Fueling Around said:


> ...
> I hope this is obvious, but do not wrap anything you are smoking versus cooking





ColoradoSmoker90 said:


> I do appreciate the advice, in your last line. I am literally new at smoking so any obvious tips and advice are welcome!


Smoke into meat  supposedly stops around the 150° mark.  Don't wrap too early or it defeats the smoke flavor.
I frequently smoke mac-n-cheese.  The slurry is very very warm fresh out of the pan.  Dump in a foil pan and in the smoker to get get a good flavor.  I stir the foil pan 2-3 times for an hour or so.


----------



## whistlepig (May 1, 2021)

Fueling Around said:


> Smoke into meat  supposedly stops around the 150° mark.  Don't wrap too early or it defeats the smoke flavor.
> I frequently smoke mac-n-cheese.  The slurry is very very warm fresh out of the pan.  Dump in a foil pan and in the smoker to get get a good flavor.  I stir the foil pan 2-3 times for an hour or so.

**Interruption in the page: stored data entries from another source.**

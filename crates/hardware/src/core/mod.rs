//! Core processor implementation.
//!
//! This module contains the main CPU implementation including the instruction
//! pipeline, execution units, the architectural register file, and the
//! two-phase clock that coordinates all components.

/// Architectural state (register file).
pub mod arch;

/// CPU core implementation and execution orchestration.
pub mod cpu;

/// Instruction pipeline implementation (stages, latches, hazards, forwarding).
pub mod pipeline;

/// Execution units (ALU, LSU, branch predictors).
pub mod units;

pub use self::cpu::{Cpu, TickReport};
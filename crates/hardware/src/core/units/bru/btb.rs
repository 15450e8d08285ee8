//! Branch Target Buffer (BTB).
//!
//! The BTB is a direct-mapped table that stores target addresses for control flow
//! instructions. On its own it is a complete predictor: a hit predicts taken to the
//! stored target, a miss predicts not-taken. The counter-based predictors reuse the same
//! table purely as a target store.

use super::{BranchPredictor, Prediction};

/// An entry in the Branch Target Buffer.
#[derive(Clone, Copy, Debug, Default)]
struct BtbEntry {
    /// Full PC of the branch that owns this entry.
    tag: u32,
    /// The predicted target address.
    target: u32,
    /// Indicates if this entry contains valid data.
    valid: bool,
}

/// Branch Target Buffer structure.
#[derive(Clone, Debug)]
pub struct Btb {
    /// The table of BTB entries.
    table: Vec<BtbEntry>,
    /// Index mask (`size - 1`).
    mask: usize,
}

impl Btb {
    /// Creates a new Branch Target Buffer with the specified size.
    ///
    /// # Arguments
    ///
    /// * `size` - The number of entries in the BTB. Must be a power of 2
    ///   (enforced by `Config::validate`).
    pub fn new(size: usize) -> Self {
        let size = size.max(1);
        Self {
            table: vec![BtbEntry::default(); size],
            mask: size - 1,
        }
    }

    /// Shifts the PC right by 2 bits (instructions are word aligned) and masks it
    /// against the table size.
    const fn index(&self, pc: u32) -> usize {
        (pc >> 2) as usize & self.mask
    }

    /// Looks up a target address for the given program counter.
    ///
    /// # Returns
    ///
    /// The stored target if a valid entry exists and the tag matches, otherwise `None`.
    pub fn lookup(&self, pc: u32) -> Option<u32> {
        self.table
            .get(self.index(pc))
            .filter(|e| e.valid && e.tag == pc)
            .map(|e| e.target)
    }

    /// Inserts or replaces the entry for `pc`.
    pub fn update(&mut self, pc: u32, target: u32) {
        let idx = self.index(pc);
        if let Some(slot) = self.table.get_mut(idx) {
            *slot = BtbEntry {
                tag: pc,
                target,
                valid: true,
            };
        }
    }

    /// Number of entries in the table.
    pub fn len(&self) -> usize {
        self.table.len()
    }

    /// Always `false`; a BTB has at least one entry.
    pub fn is_empty(&self) -> bool {
        self.table.is_empty()
    }
}

/// Taken-on-hit predictor built on a [`Btb`].
#[derive(Clone, Debug)]
pub struct BtbPredictor {
    btb: Btb,
}

impl BtbPredictor {
    /// Creates a predictor with a `size`-entry BTB.
    pub fn new(size: usize) -> Self {
        Self { btb: Btb::new(size) }
    }

    /// Read access to the underlying table.
    pub const fn btb(&self) -> &Btb {
        &self.btb
    }
}

impl BranchPredictor for BtbPredictor {
    fn predict(&self, pc: u32) -> Prediction {
        self.btb
            .lookup(pc)
            .map_or(Prediction::NONE, Prediction::taken)
    }

    /// Only taken outcomes allocate. A not-taken resolution leaves any existing entry in
    /// place.
    fn update(&mut self, pc: u32, taken: bool, target: u32) {
        if taken {
            self.btb.update(pc, target);
        }
    }
}
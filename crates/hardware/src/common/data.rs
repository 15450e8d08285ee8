//! Memory Access Types.
//!
//! This module defines the classification of memory accesses used throughout the simulator.
//! These types are used for the following:
//! 1. **Fault Reporting:** Naming the kind of access that hit an unmapped or misaligned address.
//! 2. **Address Decode:** Rejecting instruction fetches from IO windows.

use std::fmt;

/// Type of memory access operation.
#[derive(Clone, Copy, Debug, PartialEq, Eq)]
pub enum AccessType {
    /// Instruction fetch performed by the Fetch stage.
    Fetch,

    /// Data read performed by a load in the Memory stage.
    Read,

    /// Data write performed by a store in the Memory stage.
    Write,
}

impl fmt::Display for AccessType {
    fn fmt(&self, f: &mut fmt::Formatter<'_>) -> fmt::Result {
        let name = match self {
            Self::Fetch => "fetch",
            Self::Read => "load",
            Self::Write => "store",
        };
        f.write_str(name)
    }
}
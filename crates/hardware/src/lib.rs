//! RV32I five-stage pipeline simulator library.
//!
//! This crate models a classic IF/ID/EX/MEM/WB in-order pipeline cycle by cycle. It provides:
//! 1. **Core:** Pipeline registers, hazard detection, forwarding, branch resolution in Decode, and commit.
//! 2. **Microarchitectures:** Five variants selected once at construction (no-forward, forward, and forward
//!    paired with a BTB, a 2-bit counter table, or gshare).
//! 3. **ISA:** RV32I decoding, immediate generation, the branch comparator, and a disassembler.
//! 4. **SoC:** RAM, memory-mapped IO devices, performance counters, and the halt sentinel.
//! 5. **Simulation:** Two-phase tick evaluation, program loading, configuration, and statistics.

/// Common types and constants (errors, access kinds, instruction field layout).
pub mod common;
/// Simulator configuration (defaults, variant selection, memory map).
pub mod config;
/// CPU core (architectural state, pipeline, functional units).
pub mod core;
/// Instruction set (RV32I encodings, decode, immediates, disassembly).
pub mod isa;
/// Simulator driver and program loaders.
pub mod sim;
/// System-on-chip (RAM, IO bus, devices, address map).
pub mod soc;
/// Simulation statistics collection and reporting.
pub mod stats;

/// Root configuration type; use `Config::default()` or deserialize from JSON.
pub use crate::config::Config;
/// Architectural and microarchitectural state of the core.
pub use crate::core::Cpu;
/// Top-level simulator; construct with `Simulator::new` and drive with `tick`.
pub use crate::sim::Simulator;
/// Memory system (RAM, IO bus, counters); construct with `System::new`.
pub use crate::soc::System;
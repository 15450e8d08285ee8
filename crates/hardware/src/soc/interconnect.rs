//! IO bus.
//!
//! Routes word accesses inside the IO window to the device that claims them. It provides:
//! 1. **Device registration:** Devices are added by address range and kept sorted for lookup.
//! 2. **Access routing:** Read/write by absolute address; unclaimed addresses read zero.
//! 3. **Tick:** Each device is ticked once per simulated cycle.
//!
//! RAM and the performance counters are not on this bus; the [`System`](super::System)
//! services them directly.

use super::traits::Device;

/// One committed IO store, reported for trace comparison.
#[derive(Clone, Copy, Debug, PartialEq, Eq)]
pub struct IoWrite {
    /// Word-aligned target address.
    pub addr: u32,
    /// Data already placed in its byte lanes.
    pub data: u32,
    /// Byte-enable mask.
    pub enable: u8,
}

/// IO bus connecting the core's Memory stage to the memory-mapped peripherals.
#[derive(Default)]
pub struct Bus {
    devices: Vec<Box<dyn Device>>,
}

impl std::fmt::Debug for Bus {
    fn fmt(&self, f: &mut std::fmt::Formatter<'_>) -> std::fmt::Result {
        f.debug_list()
            .entries(self.devices.iter().map(|d| d.name()))
            .finish()
    }
}

impl Bus {
    /// Creates an empty bus.
    pub fn new() -> Self {
        Self::default()
    }

    /// Registers a device; devices are sorted by base address for lookup.
    pub fn add_device(&mut self, dev: Box<dyn Device>) {
        self.devices.push(dev);
        self.devices.sort_by_key(|d| d.address_range().0);
    }

    /// Number of registered devices.
    pub fn len(&self) -> usize {
        self.devices.len()
    }

    /// Whether no device is registered.
    pub fn is_empty(&self) -> bool {
        self.devices.is_empty()
    }

    fn find(&self, addr: u32) -> Option<(usize, u32)> {
        let a = u64::from(addr);
        self.devices.iter().enumerate().find_map(|(idx, dev)| {
            let (start, size) = dev.address_range();
            let claimed = a >= u64::from(start) && a < u64::from(start) + u64::from(size);
            claimed.then_some((idx, addr.wrapping_sub(start)))
        })
    }

    /// Name of the device claiming `addr`, if any.
    pub fn device_name(&self, addr: u32) -> Option<&str> {
        self.find(addr).map(|(idx, _)| self.devices[idx].name())
    }

    /// Reads the word at `addr`; returns 0 if no device claims the address.
    pub fn read_u32(&self, addr: u32) -> u32 {
        match self.find(addr) {
            Some((idx, offset)) => self.devices[idx].read_u32(offset),
            None => 0,
        }
    }

    /// Writes the enabled lanes of `val` at `addr`; returns `false` if no device claims it.
    pub fn write_u32(&mut self, addr: u32, val: u32, enable: u8) -> bool {
        match self.find(addr) {
            Some((idx, offset)) => {
                self.devices[idx].write_u32(offset, val, enable);
                true
            }
            None => false,
        }
    }

    /// Advances all devices by one cycle.
    pub fn tick(&mut self) {
        for dev in &mut self.devices {
            dev.tick();
        }
    }
}
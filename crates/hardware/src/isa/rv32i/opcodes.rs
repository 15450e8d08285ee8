//! RV32I major opcodes (bits 6-0).

/// Load instructions (LB, LH, LW, LBU, LHU).
pub const OP_LOAD: u32 = 0b000_0011;
/// Memory ordering (FENCE).
pub const OP_MISC_MEM: u32 = 0b000_1111;
/// Register-immediate arithmetic (ADDI, SLTI, ...).
pub const OP_IMM: u32 = 0b001_0011;
/// Add upper immediate to PC.
pub const OP_AUIPC: u32 = 0b001_0111;
/// Store instructions (SB, SH, SW).
pub const OP_STORE: u32 = 0b010_0011;
/// Register-register arithmetic (ADD, SUB, ...).
pub const OP_REG: u32 = 0b011_0011;
/// Load upper immediate.
pub const OP_LUI: u32 = 0b011_0111;
/// Conditional branches.
pub const OP_BRANCH: u32 = 0b110_0011;
/// Jump and link register.
pub const OP_JALR: u32 = 0b110_0111;
/// Jump and link.
pub const OP_JAL: u32 = 0b110_1111;
/// ECALL/EBREAK/CSR. Not supported by this core; decoded as illegal.
pub const OP_SYSTEM: u32 = 0b111_0011;
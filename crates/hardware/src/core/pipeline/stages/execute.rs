//! Execute (EX) Stage.
//!
//! Selects each ALU operand from the bypass network (EX/MEM, then MEM/WB, then the value
//! read in Decode), applies the operand-source muxes, and runs the ALU. Branches were
//! already resolved in Decode; jumps only produce their link value here.

use crate::common::INSTRUCTION_SIZE;
use crate::core::pipeline::forwarding::{ForwardSelect, ForwardingUnit};
use crate::core::pipeline::latches::{ExMemEntry, IdExEntry, MemWbEntry};
use crate::core::pipeline::signals::{OpASrc, OpBSrc};
use crate::core::pipeline::traits::PipelineLatch;
use crate::core::units::alu::Alu;

/// Output of the execute stage for one cycle.
#[derive(Clone, Debug, Default, PartialEq, Eq)]
pub struct ExecuteResult {
    /// Bundle to latch into EX/MEM.
    pub entry: ExMemEntry,
    /// Forwarded value of `rs1`.
    pub rv1: u32,
    /// Forwarded value of `rs2`.
    pub rv2: u32,
    /// Selector pair that produced `rv1`/`rv2`.
    pub select: ForwardSelect,
}

/// Executes the execute stage.
///
/// A killed ID/EX bundle leaves as a bubble.
pub fn execute_stage(
    id_ex: &IdExEntry,
    forwarding: ForwardingUnit,
    ex_mem: &ExMemEntry,
    mem_wb: &MemWbEntry,
    trace: bool,
) -> ExecuteResult {
    if !id_ex.slot.is_valid() {
        return ExecuteResult {
            entry: ExMemEntry::bubble_at(id_ex.pc),
            ..ExecuteResult::default()
        };
    }

    let select = forwarding.execute_select(id_ex, ex_mem, mem_wb);
    let rv1 = forwarding.operand(id_ex.rs1, id_ex.rv1, ex_mem, mem_wb);
    let rv2 = forwarding.operand(id_ex.rs2, id_ex.rv2, ex_mem, mem_wb);

    let ctrl = id_ex.ctrl;
    let op_a = match ctrl.a_src {
        OpASrc::Reg1 => rv1,
        OpASrc::Pc => id_ex.pc,
        OpASrc::Zero => 0,
    };
    let op_b = match ctrl.b_src {
        OpBSrc::Reg2 => rv2,
        OpBSrc::Imm => id_ex.imm as u32,
    };

    let alu = if ctrl.jump {
        id_ex.pc.wrapping_add(INSTRUCTION_SIZE)
    } else {
        Alu::execute(ctrl.alu, op_a, op_b)
    };

    if trace {
        tracing::trace!(
            pc = format_args!("{:#010x}", id_ex.pc),
            alu_op = ?ctrl.alu,
            fwd_a = ?select.a,
            fwd_b = ?select.b,
            result = format_args!("{alu:#010x}"),
            "EX"
        );
    }

    ExecuteResult {
        entry: ExMemEntry {
            pc: id_ex.pc,
            inst: id_ex.inst,
            rd: id_ex.rd,
            alu,
            store_data: if ctrl.mem_write { rv2 } else { 0 },
            ctrl,
            slot: id_ex.slot,
        },
        rv1,
        rv2,
        select,
    }
}
//! RISC-V Base Integer Instruction Set (RV32I).
//!
//! # Structure
//!
//! - `opcodes`: Major opcodes (Load, Store, Branch, Jal, OpImm, OpReg, etc.).
//! - `funct3`: Minor opcodes distinguishing instructions within a major opcode.
//! - `funct7`: Additional opcode bits for R-type instructions and immediate shifts.

/// Function code 3 definitions for base integer operations.
pub mod funct3;

/// Function code 7 definitions for base integer operations.
pub mod funct7;

/// Base integer instruction set opcodes.
pub mod opcodes;
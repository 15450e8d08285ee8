//! Global System Constants.
//!
//! This module defines the fixed constants of the RV32I encoding used across the simulator:
//! 1. **Instruction Constants:** Opcode mask and field shifts for instruction decoding.
//! 2. **Canonical Encodings:** The NOP instruction word.

/// Size of an RV32I instruction in bytes.
pub const INSTRUCTION_SIZE: u32 = 4;

/// Canonical NOP (`addi x0, x0, 0`).
pub const NOP: u32 = 0x0000_0013;

/// Number of architectural integer registers.
pub const NUM_REGS: usize = 32;

/// Bit mask for extracting the opcode field from a RISC-V instruction.
pub const OPCODE_MASK: u32 = 0x7F;

/// Bit mask for extracting the destination register (rd) field.
pub const RD_MASK: u32 = 0x1F;

/// Bit position shift for the destination register (rd) field.
pub const RD_SHIFT: u32 = 7;

/// Bit mask for extracting the first source register (rs1) field.
pub const RS1_MASK: u32 = 0x1F;

/// Bit position shift for the first source register (rs1) field.
pub const RS1_SHIFT: u32 = 15;

/// Bit mask for extracting the second source register (rs2) field.
pub const RS2_MASK: u32 = 0x1F;

/// Bit position shift for the second source register (rs2) field.
pub const RS2_SHIFT: u32 = 20;

/// Bit mask for extracting the funct3 field.
pub const FUNCT3_MASK: u32 = 0x7;

/// Bit position shift for the funct3 field.
pub const FUNCT3_SHIFT: u32 = 12;

/// Bit mask for extracting the funct7 field.
pub const FUNCT7_MASK: u32 = 0x7F;

/// Bit position shift for the funct7 field.
pub const FUNCT7_SHIFT: u32 = 25;

/// Shift amounts are the low five bits of operand B.
pub const SHAMT_MASK: u32 = 0x1F;
//! Common utilities and types used throughout the pipeline simulator.
//!
//! This module provides the building blocks shared by every component. It includes:
//! 1. **Constants:** Instruction field layout and fixed encodings.
//! 2. **Memory Access:** Classification of accesses (Fetch/Read/Write) for fault reporting.
//! 3. **Error Handling:** The construction-time error type and `Result` alias.

/// Common constants used throughout the simulator.
pub mod constants;

/// Memory access type definitions.
pub mod data;

/// Error types for construction, configuration, and loading.
pub mod error;

pub use constants::{INSTRUCTION_SIZE, NOP};
pub use data::AccessType;
pub use error::{Result, SimError};
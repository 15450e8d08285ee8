//! Instruction Decode (ID) Stage.
//!
//! This module implements the second stage of the instruction pipeline. It performs:
//! 1. **Control Generation:** Maps opcode/funct fields to [`ControlSignals`]; unknown
//!    encodings kill the instruction.
//! 2. **Operand Read:** Reads `rs1`/`rs2` from the register file, seeing a write that
//!    Writeback commits in the same cycle.
//! 3. **Branch Resolution:** Evaluates conditional branches and computes jump targets
//!    with bypassed operands, compares against Fetch's prediction, and requests a redirect
//!    and a predictor update. Nothing is resolved while the instruction is stalled.

use crate::common::INSTRUCTION_SIZE;
use crate::core::arch::{Gpr, RegWrite};
use crate::core::pipeline::forwarding::ForwardingUnit;
use crate::core::pipeline::hazards::SourceUse;
use crate::core::pipeline::latches::{ExMemEntry, IdExEntry, IfIdEntry, MemWbEntry};
use crate::core::pipeline::signals::{AluOp, ControlSignals, MemWidth, Occupancy, OpASrc, OpBSrc};
use crate::core::pipeline::traits::PipelineLatch;
use crate::isa::branch;
use crate::isa::decode::decode;
use crate::isa::instruction::Decoded;
use crate::isa::rv32i::{funct3, funct7, opcodes};

/// Training request for the branch predictor.
#[derive(Clone, Copy, Debug, PartialEq, Eq)]
pub struct PredictorUpdate {
    /// PC of the resolved branch or jump.
    pub pc: u32,
    /// Resolved direction (always `true` for jumps).
    pub taken: bool,
    /// Resolved taken-path target.
    pub target: u32,
    /// Predictor history recorded by Fetch for this instruction.
    pub history: u32,
}

/// Output of the decode stage for one cycle.
#[derive(Clone, Debug, Default, PartialEq, Eq)]
pub struct DecodeResult {
    /// Bundle to latch into ID/EX.
    pub entry: IdExEntry,
    /// Fetch must restart here; IF/ID is flushed.
    pub redirect: Option<u32>,
    /// Predictor training for a resolved branch or jump.
    pub update: Option<PredictorUpdate>,
    /// The instruction in Decode is a conditional branch that was mispredicted.
    pub mispredicted: bool,
    /// A fetched instruction could not be decoded.
    pub illegal: bool,
}

/// Bypass inputs visible to Decode's comparator.
#[derive(Clone, Copy, Debug)]
pub struct DecodeBypass<'a> {
    /// Forwarding capability of the active microarchitecture.
    pub forwarding: ForwardingUnit,
    /// Committed EX/MEM bundle.
    pub ex_mem: &'a ExMemEntry,
    /// Committed MEM/WB bundle.
    pub mem_wb: &'a MemWbEntry,
}

/// Generates control signals for a decoded instruction.
///
/// Returns `None` for encodings outside RV32I, for `SYSTEM` instructions, and for the
/// all-zero word. `FENCE` decodes to a no-op.
pub fn control_signals(d: &Decoded) -> Option<ControlSignals> {
    let none = ControlSignals::default();
    let ctrl = match d.opcode {
        opcodes::OP_LUI => ControlSignals {
            reg_write: true,
            a_src: OpASrc::Zero,
            b_src: OpBSrc::Imm,
            ..none
        },
        opcodes::OP_AUIPC => ControlSignals {
            reg_write: true,
            a_src: OpASrc::Pc,
            b_src: OpBSrc::Imm,
            ..none
        },
        opcodes::OP_JAL => ControlSignals {
            reg_write: true,
            jump: true,
            ..none
        },
        opcodes::OP_JALR if d.funct3 == funct3::JALR => ControlSignals {
            reg_write: true,
            jump: true,
            ..none
        },
        opcodes::OP_BRANCH if branch::compare(d.funct3, 0, 0).is_some() => ControlSignals {
            branch: true,
            ..none
        },
        opcodes::OP_LOAD => {
            let (width, signed_load) = match d.funct3 {
                funct3::LB => (MemWidth::Byte, true),
                funct3::LH => (MemWidth::Half, true),
                funct3::LW => (MemWidth::Word, true),
                funct3::LBU => (MemWidth::Byte, false),
                funct3::LHU => (MemWidth::Half, false),
                _ => return None,
            };
            ControlSignals {
                reg_write: true,
                mem_read: true,
                width,
                signed_load,
                b_src: OpBSrc::Imm,
                ..none
            }
        }
        opcodes::OP_STORE => {
            let width = match d.funct3 {
                funct3::SB => MemWidth::Byte,
                funct3::SH => MemWidth::Half,
                funct3::SW => MemWidth::Word,
                _ => return None,
            };
            ControlSignals {
                mem_write: true,
                width,
                b_src: OpBSrc::Imm,
                ..none
            }
        }
        opcodes::OP_IMM => ControlSignals {
            reg_write: true,
            alu: alu_op(d.funct3, d.funct7, false)?,
            b_src: OpBSrc::Imm,
            ..none
        },
        opcodes::OP_REG => ControlSignals {
            reg_write: true,
            alu: alu_op(d.funct3, d.funct7, true)?,
            ..none
        },
        opcodes::OP_MISC_MEM if d.funct3 == funct3::FENCE => none,
        _ => return None,
    };
    Some(ctrl)
}

/// Selects the ALU operation for `OP`/`OP-IMM` instructions.
///
/// Immediate forms only constrain funct7 for shifts, where it selects SRAI.
fn alu_op(f3: u32, f7: u32, register_form: bool) -> Option<AluOp> {
    let op = match f3 {
        funct3::ADD_SUB => match (register_form, f7) {
            (false, _) | (true, funct7::DEFAULT) => AluOp::Add,
            (true, funct7::SUB) => AluOp::Sub,
            _ => return None,
        },
        funct3::SLL if f7 == funct7::DEFAULT => AluOp::Sll,
        funct3::SRL_SRA if f7 == funct7::DEFAULT => AluOp::Srl,
        funct3::SRL_SRA if f7 == funct7::SRA => AluOp::Sra,
        funct3::SLL | funct3::SRL_SRA => return None,
        _ if register_form && f7 != funct7::DEFAULT => return None,
        funct3::SLT => AluOp::Slt,
        funct3::SLTU => AluOp::Sltu,
        funct3::XOR => AluOp::Xor,
        funct3::OR => AluOp::Or,
        funct3::AND => AluOp::And,
        _ => return None,
    };
    Some(op)
}

/// Executes the instruction decode stage.
///
/// # Arguments
///
/// * `if_id` - Committed IF/ID bundle.
/// * `regs` - Architectural register file.
/// * `pending` - Register write Writeback commits this cycle.
/// * `uses` - Source registers of the instruction (see [`SourceUse::of`]).
/// * `bypass` - Forwarding inputs for the branch comparator.
/// * `stalled` - The instruction stays in Decode this cycle; resolution is suppressed.
/// * `trace` - Emit per-stage trace events.
pub fn decode_stage(
    if_id: &IfIdEntry,
    regs: &Gpr,
    pending: Option<RegWrite>,
    uses: &SourceUse,
    bypass: DecodeBypass<'_>,
    stalled: bool,
    trace: bool,
) -> DecodeResult {
    let pc = if_id.pc;
    match if_id.slot {
        Occupancy::Bubble | Occupancy::Killed => {
            return DecodeResult {
                entry: IdExEntry::bubble_at(pc),
                ..DecodeResult::default()
            };
        }
        Occupancy::Valid => {}
    }

    let d = decode(if_id.inst);
    let Some(ctrl) = control_signals(&d) else {
        tracing::debug!(
            pc = format_args!("{pc:#010x}"),
            inst = format_args!("{:#010x}", if_id.inst),
            "ID  illegal instruction"
        );
        return DecodeResult {
            entry: IdExEntry {
                pc,
                inst: if_id.inst,
                slot: Occupancy::Killed,
                ..IdExEntry::default()
            },
            illegal: !stalled,
            ..DecodeResult::default()
        };
    };

    let rs1 = uses.rs1.unwrap_or(0);
    let rs2 = uses.rs2.unwrap_or(0);
    let rv1 = regs.read_through(rs1, pending);
    let rv2 = regs.read_through(rs2, pending);

    let entry = IdExEntry {
        pc,
        inst: if_id.inst,
        rs1,
        rs2,
        rd: if ctrl.reg_write { d.rd } else { 0 },
        imm: d.imm,
        rv1,
        rv2,
        ctrl,
        slot: Occupancy::Valid,
    };

    if trace {
        tracing::trace!(
            pc = format_args!("{pc:#010x}"),
            inst = %crate::isa::disasm::disassemble(if_id.inst),
            rd = entry.rd,
            rs1,
            rs2,
            stalled,
            "ID"
        );
    }

    if stalled {
        return DecodeResult {
            entry,
            ..DecodeResult::default()
        };
    }

    let fall_through = pc.wrapping_add(INSTRUCTION_SIZE);
    if !ctrl.is_control_flow() {
        // Only a predictor alias can send a non-branch down a taken path.
        let redirect = if_id.pred_taken.then_some(fall_through);
        return DecodeResult {
            entry,
            redirect,
            ..DecodeResult::default()
        };
    }

    let a = bypass
        .forwarding
        .operand(rs1, rv1, bypass.ex_mem, bypass.mem_wb);
    let b = bypass
        .forwarding
        .operand(rs2, rv2, bypass.ex_mem, bypass.mem_wb);

    let (taken, target) = match d.opcode {
        opcodes::OP_JALR => (true, a.wrapping_add(d.imm as u32) & !1),
        opcodes::OP_JAL => (true, pc.wrapping_add(d.imm as u32)),
        _ => (
            branch::compare(d.funct3, a, b).unwrap_or(false),
            pc.wrapping_add(d.imm as u32),
        ),
    };

    let prediction_wrong =
        taken != if_id.pred_taken || (taken && target != if_id.pred_target);
    let mispredicted = ctrl.branch && prediction_wrong;
    let redirect = if ctrl.jump {
        Some(target)
    } else if mispredicted {
        Some(if taken { target } else { fall_through })
    } else {
        None
    };

    if let Some(new_pc) = redirect {
        tracing::debug!(
            pc = format_args!("{pc:#010x}"),
            target = format_args!("{new_pc:#010x}"),
            taken,
            mispredicted,
            "ID  redirect"
        );
    }

    DecodeResult {
        entry: IdExEntry {
            ctrl: ControlSignals {
                mispredicted,
                ..ctrl
            },
            ..entry
        },
        redirect,
        update: Some(PredictorUpdate {
            pc,
            taken,
            target,
            history: if_id.pred_history,
        }),
        mispredicted,
        illegal: false,
    }
}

Correct. Wrapping the meat pertains to the texture. Not the smoke flavor.


----------



## noboundaries (May 1, 2021)

Fueling Around said:


> Smoke into meat supposedly stops around the 150° mark. *That's a myth that persists like an old wive's tale. *
> 
> Don't wrap too early or it defeats the smoke flavor.  *Absolutely factual.*



See my comments in the quote.


----------



## sandyut (May 2, 2021)

RE: comments about how dry/humid.  I am in Utah and its dry here too.  Doesnt change much.  I used a water bowl with and without water in my WSM and there was not change in the meat product at all.


----------



## GaryHibbert (May 2, 2021)

I wrap anything requiring a long cook.  We prefer soft bark to hard, and my pork rub has a lot of brown sugar in it that burns fairly easily.
Everything else gets cooked nekid.
Gary


----------



## retfr8flyr (May 2, 2021)

A lot of wrapping choices depend on what you are using to cook with. Personally I don't wrap anything on my Big Joe. I much prefer the flavor and bark from cooking unwrapped. I do wrap some things on my Timberline, due to the pellet grills tendency to dry meat a little more than I like. When using a stick burner, gas, or Weber style charcoal grill, then I would wrap meats on the long cooks. Kamado type grills retain so much moisture during a cook that I never have any fear of something coming out dry.


----------



## SmokinEdge (May 2, 2021)

Fueling Around said:


> Smoke into meat supposedly stops around the 150° mark. Don't wrap too early or it defeats the smoke flavor.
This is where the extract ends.